It is a rare thing that both parties will be satisfied with a financial/property settlement imposed upon them by a court. In many cases one of them will feel aggrieved by the court’s decision and want to launch an immediate appeal.

However, before they do so there are one or two things that they should consider.

Firstly, there is no automatic right to appeal against financial orders. Before you can proceed with the appeal you will first require the permission of the court. Permission should first be sought from the court that made the order, at the hearing at which the order was made. If that is refused then permission must be sought from the appeal court, which will be a ‘higher’ court than the court that made the order.

When will permission be granted? Well, the rules are quite strict, and designed to stop hopeless or frivolous appeals. Permission will only be given where the court considers that the appeal would have a real prospect of success, or there is some other compelling reason why the appeal should be heard. It has been said that this means that the person wishing to appeal must show that it is more likely than not that that the appeal will succeed – a difficult thing to do in most cases.
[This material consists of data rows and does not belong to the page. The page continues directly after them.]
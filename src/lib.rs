// Allow holding locks across await points - we use parking_lot which is designed for this
#![allow(clippy::await_holding_lock)]
// Allow derivable impls for clarity
#![allow(clippy::derivable_impls)]
// Allow unusual byte groupings for UUIDs which have standard format
#![allow(clippy::unusual_byte_groupings)]

//! # wpt-ptu-ble
//!
//! BLE central control logic for a Wireless Power Transmitter Unit (PTU)
//! operating A4WP Power Receiver Units (PRUs).
//!
//! The core turns BLE stack events into a session lifecycle: it discovers
//! and deduplicates PRUs, connects to the one the operator selects, finds
//! the Wireless Power Transfer service (or derives its handles from the
//! advertised service handle), and then serializes reads, writes and
//! subscriptions so that only one request is ever waiting for a response.
//!
//! ## Features
//!
//! - **PRU Discovery**: Deduplicated, fixed-capacity registry of advertisers
//! - **Fast Path**: Skip GATT discovery when the PRU advertises its service handle
//! - **Flow Control**: One outstanding request, operator input ahead of automatic reads
//! - **Charge Control**: Enable / disable charging through PRU Control
//! - **Alert Subscriptions**: Notifications or indications on PRU Alert
//! - **Dynamic Polling**: Ticker-driven PRU Dynamic Parameter reads
//! - **Power Policy**: CPU sleep per iteration, hibernate when the scan finds nothing to do
//!
//! ## Quick Start
//!
//! ```rust,no_run
//! use std::sync::Arc;
//! use wpt_ptu_ble::{
//!     spawn_ticker, BtleplugStack, Central, EventLoop, HostPower, LogIndicator, PtuConfig,
//!     Result, TickSignal,
//! };
//!
//! #[tokio::main]
//! async fn main() -> Result<()> {
//!     let config = PtuConfig::default();
//!     let (stack, events) = BtleplugStack::new(&config).await?;
//!
//!     let tick = Arc::new(TickSignal::new());
//!     spawn_ticker(tick.clone(), config.tick_interval);
//!
//!     // Feed terminal characters into this channel
//!     let (_key_tx, keys) = tokio::sync::mpsc::unbounded_channel();
//!
//!     let central = Central::new(config, stack, HostPower, LogIndicator);
//!     let mut event_loop = EventLoop::new(central, events, keys, tick);
//!     event_loop.run().await
//! }
//! ```
//!
//! ## Platform Notes
//!
//! ### macOS
//! Requires Bluetooth permission. Add `NSBluetoothAlwaysUsageDescription`
//! to your Info.plist for bundled apps.
//!
//! ### Linux
//! Requires BlueZ. User may need to be in the `bluetooth` group.
//!
//! ### Windows
//! Requires Windows 10 or later with Bluetooth LE support.
//!
//! ## Feature Flags
//!
//! - `serde`: Enable serialization/deserialization for data types

// Public modules
pub mod ble;
pub mod central;
pub mod command;
pub mod config;
pub mod console;
pub mod dispatcher;
pub mod error;
pub mod event_loop;
pub mod power;
pub mod registry;
pub mod ticker;
pub mod utils;

// Re-exports for convenience
pub use central::Central;
pub use config::{PtuConfig, DEFAULT_CONNECT_TIMEOUT, DEFAULT_SCAN_WINDOW, DEFAULT_TICK_INTERVAL};
pub use error::{Error, Result};
pub use event_loop::EventLoop;
pub use registry::{DeviceRegistry, PeerDevice, Upsert, MAX_PEERS};
pub use utils::{format_advertisement, hex_bytes};

// Re-export commonly used types from submodules
pub use ble::{
    AdvertisementReport, AttributeHandles, BleStack, BtleplugStack, ConnectionState, LinkState,
    PeerAddress, PowerControl, StackEvent, StatusIndicator, WptCharacteristic, WriteMode,
};
pub use command::{FlowController, GattIntent, Opcode, Origin, PendingCommand};
pub use console::{KeyParser, OperatorCommand, HELP_TEXT};
pub use power::{HostPower, PowerPolicy, SleepDepth};
pub use ticker::{spawn_ticker, LogIndicator, TickAction, TickSignal, Ticker};
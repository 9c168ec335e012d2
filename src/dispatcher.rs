//! Stack event dispatch.
//!
//! Each [`StackEvent`] is handled to completion before the next one. An
//! event updates the registry, drives a session transition, queues an
//! automatic operation, or only produces a diagnostic line.

use bytes::Bytes;
use tracing::{debug, error, info, trace, warn};

use crate::ble::advertising::AdvertisementReport;
use crate::ble::characteristics::{AttributeHandles, WptCharacteristic};
use crate::ble::connection::{ConnectionParams, ConnectionState};
use crate::ble::event::{AttributeRef, GenericErrorKind, StackEvent};
use crate::ble::stack::{BleStack, PowerControl, StatusIndicator};
use crate::central::Central;
use crate::command::{GattIntent, Origin};
use crate::utils::{format_advertisement, hex_bytes};
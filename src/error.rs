//! Error types for the wpt-ptu-ble crate.

use thiserror::Error;

/// The main error type for this crate.
#[derive(Error, Debug)]
pub enum Error {
    /// Bluetooth-related error from the underlying BLE library.
    #[error("Bluetooth error: {0}")]
    Bluetooth(#[from] btleplug::Error),

    /// Bluetooth is not available or is disabled on this system.
    #[error("Bluetooth not available or disabled")]
    BluetoothUnavailable,

    /// The BLE stack refused a request synchronously.
    #[error("Stack rejected {operation}: {reason}")]
    Rejected {
        /// The operation that was attempted.
        operation: &'static str,
        /// Why the stack refused it.
        reason: String,
    },

    /// Operation requires a link but none is established.
    #[error("PRU not connected")]
    NotConnected,

    /// The command is not valid in the current session state.
    #[error("Cannot {operation} while {state}")]
    InvalidState {
        /// The operation that was attempted.
        operation: &'static str,
        /// The session state at the time.
        state: String,
    },

    /// The operator slot already holds a deferred request.
    #[error("Request already pending, try again after the current response")]
    Busy,

    /// Terminal input did not map to any command.
    #[error("Unknown command: {0:?}")]
    UnknownCommand(char),

    /// A peer selection was followed by something other than a digit.
    #[error("Wrong digit: {0:?}")]
    InvalidPeerDigit(char),

    /// The selected registry index does not refer to a discovered peer.
    #[error("Invalid peer index {index} ({count} peers discovered)")]
    InvalidPeerIndex {
        /// The index that was requested.
        index: usize,
        /// The number of peers in the registry.
        count: usize,
    },

    /// Connect was requested before any peer was selected.
    #[error("No peer selected")]
    NoPeerSelected,

    /// Invalid data was received from the PRU or the stack.
    #[error("Invalid data received: {context}")]
    InvalidData {
        /// Description of what was invalid about the data.
        context: String,
    },

    /// Characteristic not found on the device.
    #[error("Characteristic not found: {uuid}")]
    CharacteristicNotFound {
        /// The UUID of the characteristic that was not found.
        uuid: String,
    },

    /// A channel between the core and the stack worker was closed.
    #[error("Channel closed: {0}")]
    ChannelClosed(&'static str),

    /// An internal error occurred.
    #[error("Internal error: {0}")]
    Internal(String),
}

/// A specialized Result type for this crate.
pub type Result<T> = std::result::Result<T, Error>;
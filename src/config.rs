//! Runtime configuration.

use std::time::Duration;

use crate::ble::characteristics::WriteMode;
use crate::registry::MAX_PEERS;

/// Period of the ticker.
pub const DEFAULT_TICK_INTERVAL: Duration = Duration::from_secs(1);

/// How long a scan runs before the stack stops it on its own.
pub const DEFAULT_SCAN_WINDOW: Duration = Duration::from_secs(30);

/// How long the host stack waits for a connection to complete.
pub const DEFAULT_CONNECT_TIMEOUT: Duration = Duration::from_secs(5);

/// Configuration of a [`Central`](crate::Central) and its host stack.
#[derive(Debug, Clone, PartialEq, Eq)]
pub struct PtuConfig {
    /// Number of peers the registry holds.
    pub registry_capacity: usize,
    /// Period of the ticker.
    pub tick_interval: Duration,
    /// Scan window; `None` scans until told to stop.
    pub scan_window: Option<Duration>,
    /// Connection timeout of the host stack.
    pub connect_timeout: Duration,
    /// Register only advertisers carrying WPT service data.
    pub wpt_only: bool,
    /// How PRU Control is written.
    pub control_write_mode: WriteMode,
}

impl Default for PtuConfig {
    fn default() -> Self {
        Self {
            registry_capacity: MAX_PEERS,
            tick_interval: DEFAULT_TICK_INTERVAL,
            scan_window: Some(DEFAULT_SCAN_WINDOW),
            connect_timeout: DEFAULT_CONNECT_TIMEOUT,
            wpt_only: true,
            control_write_mode: WriteMode::WithResponse,
        }
    }
}

impl PtuConfig {
    /// Create the default configuration.
    pub fn new() -> Self {
        Self::default()
    }

    /// Set the registry capacity.
    pub fn with_registry_capacity(mut self, capacity: usize) -> Self {
        self.registry_capacity = capacity;
        self
    }

    /// Set the ticker period.
    pub fn with_tick_interval(mut self, interval: Duration) -> Self {
        self.tick_interval = interval;
        self
    }

    /// Set the scan window.
    pub fn with_scan_window(mut self, window: Option<Duration>) -> Self {
        self.scan_window = window;
        self
    }

    /// Set the host connect timeout.
    pub fn with_connect_timeout(mut self, timeout: Duration) -> Self {
        self.connect_timeout = timeout;
        self
    }

    /// Register every advertiser, not only PRUs.
    pub fn with_wpt_only(mut self, wpt_only: bool) -> Self {
        self.wpt_only = wpt_only;
        self
    }

    /// Set how PRU Control is written.
    pub fn with_control_write_mode(mut self, mode: WriteMode) -> Self {
        self.control_write_mode = mode;
        self
    }
}

#[cfg(test)]
mod tests {
    use super::*;

    #[test]
    fn test_defaults() {
        let config = PtuConfig::default();
        assert_eq!(config.registry_capacity, 10);
        assert_eq!(config.tick_interval, Duration::from_secs(1));
        assert_eq!(config.connect_timeout, Duration::from_secs(5));
        assert!(config.wpt_only);
        assert_eq!(config.control_write_mode, WriteMode::WithResponse);
    }

    #[test]
    fn test_builders() {
        let config = PtuConfig::new()
            .with_registry_capacity(3)
            .with_scan_window(None)
            .with_wpt_only(false)
            .with_control_write_mode(WriteMode::WithoutResponse);

        assert_eq!(config.registry_capacity, 3);
        assert_eq!(config.scan_window, None);
        assert!(!config.wpt_only);
        assert_eq!(config.control_write_mode, WriteMode::WithoutResponse);
    }
}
Even if permission is granted then serious consideration should be given to the costs involved in the appeal. This was the message from the judge in the recent case of Walker v Walker. In that case the husband was granted permission to appeal against a financial order by Mr Justice Holman. However, he stressed to the husband that if his appeal was not successful then it was a virtual certainty that he would be ordered to pay all the costs of the wife (in relation to the appeal), as well as his own costs. He therefore advised that:

“…a very cold commercial assessment needs to be taken as to the wisdom and overall affordability of embarking on an appeal. That is a matter upon which the husband must reflect very carefully indeed and upon which he must receive legal advice.
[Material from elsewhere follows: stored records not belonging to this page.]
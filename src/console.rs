//! Operator terminal commands.
//!
//! The operator drives the PTU with single, case-sensitive characters.
//! Peer selection takes two: `z` followed by the registry digit.

use crate::ble::characteristics::{CccdChange, ChargeChange, WptCharacteristic};
use crate::command::GattIntent;
use crate::error::{Error, Result};

/// Help text printed for `h`.
pub const HELP_TEXT: &str = "\
Available commands:
 'h' - Help menu.
 'z' + 'Number' - Select peer device.
 'c' - Send connect request to peer device.
 'd' - Send disconnect request to peer device.
 'v' - Cancel connection request.
 's' - Start discovery procedure.
 '1' - Enable notifications for Alert characteristic.
 '2' - Enable indications for Alert characteristic.
 '3' - Disable notifications and indication for Alert characteristic.
 '4' - Send Read request for PRU Static Parameter characteristic.
 '5' - Send Read request for PRU Dynamic Parameter characteristic.
 '6' - Send Enable Charging command to PRU control characteristic.
 '7' - Send Disable Charging command to PRU control characteristic.
 '8' - Enable sequential read of PRU Dynamic Parameter characteristic.
 '9' - Disable sequential read of PRU Dynamic Parameter characteristic.";

/// A command typed by the operator.
#[derive(Debug, Clone, Copy, PartialEq, Eq)]
pub enum OperatorCommand {
    /// `h`
    Help,
    /// `z<digit>`
    SelectPeer(u8),
    /// `c`
    Connect,
    /// `v`
    CancelConnect,
    /// `d`
    Disconnect,
    /// `s`
    StartDiscovery,
    /// `1`
    EnableAlertNotifications,
    /// `2`
    EnableAlertIndications,
    /// `3`
    DisableAlert,
    /// `4`
    ReadStaticParameters,
    /// `5`
    ReadDynamicParameters,
    /// `6`
    EnableCharging,
    /// `7`
    DisableCharging,
    /// `8`
    StartDynamicPolling,
    /// `9`
    StopDynamicPolling,
}

impl OperatorCommand {
    /// Map a single key to a command. `z` is handled by [`KeyParser`].
    pub fn from_key(key: char) -> Option<Self> {
        let command = match key {
            'h' => Self::Help,
            'c' => Self::Connect,
            'v' => Self::CancelConnect,
            'd' => Self::Disconnect,
            's' => Self::StartDiscovery,
            '1' => Self::EnableAlertNotifications,
            '2' => Self::EnableAlertIndications,
            '3' => Self::DisableAlert,
            '4' => Self::ReadStaticParameters,
            '5' => Self::ReadDynamicParameters,
            '6' => Self::EnableCharging,
            '7' => Self::DisableCharging,
            '8' => Self::StartDynamicPolling,
            '9' => Self::StopDynamicPolling,
            _ => return None,
        };
        Some(command)
    }

    /// The attribute-protocol operation this command asks for, if any.
    ///
    /// Commands without one act on local or link-level state immediately.
    pub fn gatt_intent(&self) -> Option<GattIntent> {
        match self {
            Self::StartDiscovery => Some(GattIntent::Discover),
            Self::EnableAlertNotifications => {
                Some(GattIntent::AlertCccd(CccdChange::EnableNotifications))
            }
            Self::EnableAlertIndications => {
                Some(GattIntent::AlertCccd(CccdChange::EnableIndications))
            }
            Self::DisableAlert => Some(GattIntent::AlertCccd(CccdChange::Disable)),
            Self::ReadStaticParameters => Some(GattIntent::Read(WptCharacteristic::PruStatic)),
            Self::ReadDynamicParameters => Some(GattIntent::Read(WptCharacteristic::PruDynamic)),
            Self::EnableCharging => Some(GattIntent::Charge(ChargeChange::Enable)),
            Self::DisableCharging => Some(GattIntent::Charge(ChargeChange::Disable)),
            Self::Help
            | Self::SelectPeer(_)
            | Self::Connect
            | Self::CancelConnect
            | Self::Disconnect
            | Self::StartDynamicPolling
            | Self::StopDynamicPolling => None,
        }
    }
}

/// Turns terminal characters into [`OperatorCommand`]s.
#[derive(Debug, Clone, Default)]
pub struct KeyParser {
    awaiting_digit: bool,
}

impl KeyParser {
    /// Create a parser.
    pub fn new() -> Self {
        Self::default()
    }

    /// Check if a `z` was typed and the digit is still expected.
    pub fn is_awaiting_digit(&self) -> bool {
        self.awaiting_digit
    }

    /// Feed one character.
    ///
    /// Returns `None` when more input is needed or the character is
    /// whitespace, otherwise the parsed command or the input error.
    pub fn feed(&mut self, key: char) -> Option<Result<OperatorCommand>> {
        if matches!(key, '\r' | '\n' | ' ') {
            return None;
        }

        if self.awaiting_digit {
            self.awaiting_digit = false;
            return Some(match key.to_digit(10) {
                Some(digit) => Ok(OperatorCommand::SelectPeer(digit as u8)),
                None => Err(Error::InvalidPeerDigit(key)),
            });
        }

        if key == 'z' {
            self.awaiting_digit = true;
            return None;
        }

        Some(OperatorCommand::from_key(key).ok_or(Error::UnknownCommand(key)))
    }
}

#[cfg(test)]
mod tests {
    use super::*;
    use pretty_assertions::assert_eq;

    fn parse_all(input: &str) -> Vec<Result<OperatorCommand>> {
        let mut parser = KeyParser::new();
        input.chars().filter_map(|c| parser.feed(c)).collect()
    }

    #[test]
    fn test_single_keys() {
        let commands: Vec<_> = parse_all("hcvds123456789")
            .into_iter()
            .map(|r| r.unwrap())
            .collect();
        assert_eq!(commands.len(), 14);
        assert_eq!(commands[0], OperatorCommand::Help);
        assert_eq!(commands[5], OperatorCommand::EnableAlertNotifications);
        assert_eq!(commands[13], OperatorCommand::StopDynamicPolling);
    }

    #[test]
    fn test_select_peer() {
        let mut parser = KeyParser::new();
        assert!(parser.feed('z').is_none());
        assert!(parser.is_awaiting_digit());
        assert_eq!(parser.feed('3').unwrap().unwrap(), OperatorCommand::SelectPeer(3));
        assert!(!parser.is_awaiting_digit());
    }

    #[test]
    fn test_select_peer_wrong_digit() {
        let results = parse_all("zxc");
        assert_eq!(results.len(), 2);
        assert!(matches!(results[0], Err(Error::InvalidPeerDigit('x'))));
        // The key after a bad digit is parsed normally
        assert_eq!(results[1].as_ref().unwrap(), &OperatorCommand::Connect);
    }

    #[test]
    fn test_unknown_and_case_sensitive() {
        let results = parse_all("C?");
        assert!(matches!(results[0], Err(Error::UnknownCommand('C'))));
        assert!(matches!(results[1], Err(Error::UnknownCommand('?'))));
    }

    #[test]
    fn test_whitespace_ignored() {
        let results = parse_all("z\r\n1");
        assert_eq!(results.len(), 1);
        assert_eq!(results[0].as_ref().unwrap(), &OperatorCommand::SelectPeer(1));
    }

    #[test]
    fn test_gatt_intents() {
        assert_eq!(
            OperatorCommand::StartDiscovery.gatt_intent(),
            Some(GattIntent::Discover)
        );
        assert_eq!(
            OperatorCommand::DisableCharging.gatt_intent(),
            Some(GattIntent::Charge(ChargeChange::Disable))
        );
        assert_eq!(OperatorCommand::Connect.gatt_intent(), None);
        assert_eq!(OperatorCommand::StartDynamicPolling.gatt_intent(), None);
    }

    #[test]
    fn test_help_lists_every_key() {
        for key in ['h', 'z', 'c', 'd', 'v', 's', '1', '5', '9'] {
            assert!(HELP_TEXT.contains(&format!("'{}'", key)));
        }
    }
}
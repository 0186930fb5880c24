//! The `cubature_core` crate provides the adaptive integration engine behind the cubature bindings.
//! It integrates vector-valued functions over axis-aligned boxes and reports a per-component
//! error estimate alongside every value.
//!
//! Key components:
//! - **Traits**: `Integrand` (batched function capability) with closure adapters.
//! - **Rules**: Gauss-Kronrod G7/K15 (1-D), Genz-Malik 7/5 (d > 1), nested Clenshaw-Curtis (p-adaptive).
//! - **Drivers**: `HAdaptive` (region bisection) and `PAdaptive` (degree escalation), both steppable.
//! - **Integrands**: reference test functions with closed-form integrals.
pub mod error;
pub mod h_adaptive;
pub mod integrands;
pub mod norm;
pub mod p_adaptive;
pub mod region;
pub mod rules;
pub mod runner;
pub mod traits;
pub mod types;

pub use error::CubatureError;
pub use h_adaptive::{GlobalState, HAdaptive};
pub use norm::ErrorNorm;
pub use p_adaptive::PAdaptive;
pub use region::Region;
pub use runner::{integrate, CubatureRunner};
pub use traits::{FnIntegrand, Integrand, VectorizedIntegrand};
pub use types::{CubatureProgress, CubatureResult, CubatureSettings, Strategy, Termination};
This is excellent advice to anyone considering an appeal.

My last point relates to the limitations of appeals when they go ahead after permission has been granted.
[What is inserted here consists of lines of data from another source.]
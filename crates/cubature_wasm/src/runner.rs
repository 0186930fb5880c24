//! Stepped integration runner.

use crate::integrand::JsIntegrand;
use crate::options::{CubatureOptions, CubatureOutput, ProgressOutput};
use cubature_core::{CubatureProgress, CubatureRunner};
use js_sys::Function;
use serde_wasm_bindgen::to_value;
use wasm_bindgen::prelude::*;

/// Builds a runner from the arguments shared by `cubature` and `WasmCubatureRunner`.
pub(crate) fn build_runner(
    integrand: Function,
    ndim: u32,
    fdim: u32,
    xmin: Vec<f64>,
    xmax: Vec<f64>,
    args: JsValue,
    options: JsValue,
) -> Result<CubatureRunner<JsIntegrand>, JsValue> {
    let options = CubatureOptions::from_js(options)?;
    let settings = options.to_settings().map_err(|e| JsValue::from_str(&e))?;
    let integrand = JsIntegrand::new(
        integrand,
        &args,
        ndim as usize,
        fdim as usize,
        options.vectorized,
    );
    CubatureRunner::new(integrand, &xmin, &xmax, settings)
        .map_err(|e| JsValue::from_str(&format!("Cubature failed: {}", e)))
}

pub(crate) fn output_value(output: &CubatureOutput) -> Result<JsValue, JsValue> {
    to_value(output).map_err(|e| JsValue::from_str(&format!("Serialization error: {}", e)))
}

fn progress_value(progress: CubatureProgress) -> Result<JsValue, JsValue> {
    to_value(&ProgressOutput::from(progress))
        .map_err(|e| JsValue::from_str(&format!("Serialization error: {}", e)))
}

#[wasm_bindgen]
pub struct WasmCubatureRunner {
    state: Option<CubatureRunner<JsIntegrand>>,
}

#[wasm_bindgen]
impl WasmCubatureRunner {
    #[wasm_bindgen(constructor)]
    pub fn new(
        integrand: Function,
        ndim: u32,
        fdim: u32,
        xmin: Vec<f64>,
        xmax: Vec<f64>,
        args: JsValue,
        options: JsValue,
    ) -> Result<WasmCubatureRunner, JsValue> {
        console_error_panic_hook::set_once();

        let runner = build_runner(integrand, ndim, fdim, xmin, xmax, args, options)?;
        Ok(WasmCubatureRunner {
            state: Some(runner),
        })
    }

    pub fn is_done(&self) -> bool {
        self.state.as_ref().map_or(true, |runner| runner.is_done())
    }

    pub fn run_steps(&mut self, batch_size: u32) -> Result<JsValue, JsValue> {
        let runner = self
            .state
            .as_mut()
            .ok_or_else(|| JsValue::from_str("Runner not initialized"))?;

        let progress = runner
            .run_steps(batch_size as usize)
            .map_err(|e| JsValue::from_str(&format!("Cubature step failed: {}", e)))?;

        progress_value(progress)
    }

    pub fn get_progress(&self) -> Result<JsValue, JsValue> {
        let runner = self
            .state
            .as_ref()
            .ok_or_else(|| JsValue::from_str("Runner not initialized"))?;

        progress_value(runner.progress())
    }

    /// Result so far; the status is `stopped` while the integration is still running.
    pub fn get_result(&self) -> Result<JsValue, JsValue> {
        let runner = self
            .state
            .as_ref()
            .ok_or_else(|| JsValue::from_str("Runner not initialized"))?;

        output_value(&CubatureOutput::from(runner.result()))
    }

    /// Ends the integration and releases the integrand; later calls fail.
    pub fn cancel(&mut self) -> Result<JsValue, JsValue> {
        let runner = self
            .state
            .take()
            .ok_or_else(|| JsValue::from_str("Runner not initialized"))?;

        output_value(&CubatureOutput::from(runner.finish()))
    }
}
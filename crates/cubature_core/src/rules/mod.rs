//! Embedded cubature rules.
//!
//! Every rule pairs a high-degree estimate with an embedded lower-degree one;
//! their difference is the error estimate of a region.

pub mod clenshaw_curtis;
pub mod gauss_kronrod;
pub mod genz_malik;

pub use clenshaw_curtis::{clenshaw_curtis_weights, LevelRule, LevelRules};
pub use gauss_kronrod::GaussKronrod15;
pub use genz_malik::GenzMalik;

use crate::error::CubatureError;
use crate::region::Region;
use crate::traits::Integrand;

/// A fixed rule applied to hyperrectangular regions.
pub trait CubatureRule {
    fn ndim(&self) -> usize;

    /// Integrand evaluations per region.
    fn points_per_region(&self) -> usize;

    /// Writes the nodes of `region`, `points_per_region() * ndim()` coordinates.
    fn write_points(&self, region: &Region, out: &mut [f64]);

    /// Fills estimate, error and split axis of `region` from the values at its nodes.
    fn reduce(&self, region: &mut Region, values: &[f64]);

    /// Evaluates all `regions` with one batched integrand call.
    ///
    /// Returns the number of integrand evaluations consumed.
    fn evaluate<I: Integrand + ?Sized>(
        &self,
        integrand: &I,
        regions: &mut [Region],
    ) -> Result<usize, CubatureError> {
        let npts = self.points_per_region();
        let ndim = self.ndim();
        let fdim = integrand.fdim();

        let mut points = vec![0.0; regions.len() * npts * ndim];
        for (region, chunk) in regions.iter().zip(points.chunks_exact_mut(npts * ndim)) {
            self.write_points(region, chunk);
        }

        let mut values = vec![0.0; regions.len() * npts * fdim];
        integrand
            .eval_batch(&points, &mut values)
            .map_err(CubatureError::Integrand)?;

        for (region, chunk) in regions.iter_mut().zip(values.chunks_exact(npts * fdim)) {
            self.reduce(region, chunk);
        }
        Ok(regions.len() * npts)
    }
}

/// The rule used by the h-adaptive driver: Gauss-Kronrod in 1-D, Genz-Malik otherwise.
pub enum HRule {
    GaussKronrod(GaussKronrod15),
    GenzMalik(GenzMalik),
}

impl HRule {
    /// Fails for dimensions whose Genz-Malik rule exceeds the per-region node cap.
    pub fn for_dimension(ndim: usize) -> Result<Self, CubatureError> {
        if ndim == 1 {
            Ok(HRule::GaussKronrod(GaussKronrod15))
        } else {
            Ok(HRule::GenzMalik(GenzMalik::new(ndim)?))
        }
    }
}

impl CubatureRule for HRule {
    fn ndim(&self) -> usize {
        match self {
            HRule::GaussKronrod(rule) => rule.ndim(),
            HRule::GenzMalik(rule) => rule.ndim(),
        }
    }

    fn points_per_region(&self) -> usize {
        match self {
            HRule::GaussKronrod(rule) => rule.points_per_region(),
            HRule::GenzMalik(rule) => rule.points_per_region(),
        }
    }

    fn write_points(&self, region: &Region, out: &mut [f64]) {
        match self {
            HRule::GaussKronrod(rule) => rule.write_points(region, out),
            HRule::GenzMalik(rule) => rule.write_points(region, out),
        }
    }

    fn reduce(&self, region: &mut Region, values: &[f64]) {
        match self {
            HRule::GaussKronrod(rule) => rule.reduce(region, values),
            HRule::GenzMalik(rule) => rule.reduce(region, values),
        }
    }
}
The first thing to note is that the appeal court will not normally carry out a complete rehearing. Fresh evidence is not generally heard. Instead, the appeal court will usually simply review the decision of the lower court, on the basis of the findings of fact made by that court.

The second thing to note is that the appeal court will not allow the appeal just because it would have come to a different decision from that made by the lower court. The appeal will only be allowed where the decision of the lower court ‘was wrong or unjust because of a serious procedural or other irregularity in the proceedings in the lower court’.

In particular, it must be remembered that decision made by the judge in the lower court was discretionary. This means that they had a range of reasonable decisions that they could make. For an appeal to succeed, you must show that the decision was so plainly wrong as to be outside of that range. It does not matter if the appeal judge would have made a different decision – the original decision will still stand, if it is within the range of reasonable decisions.

In short, think carefully before launching an appeal, and take proper legal advice!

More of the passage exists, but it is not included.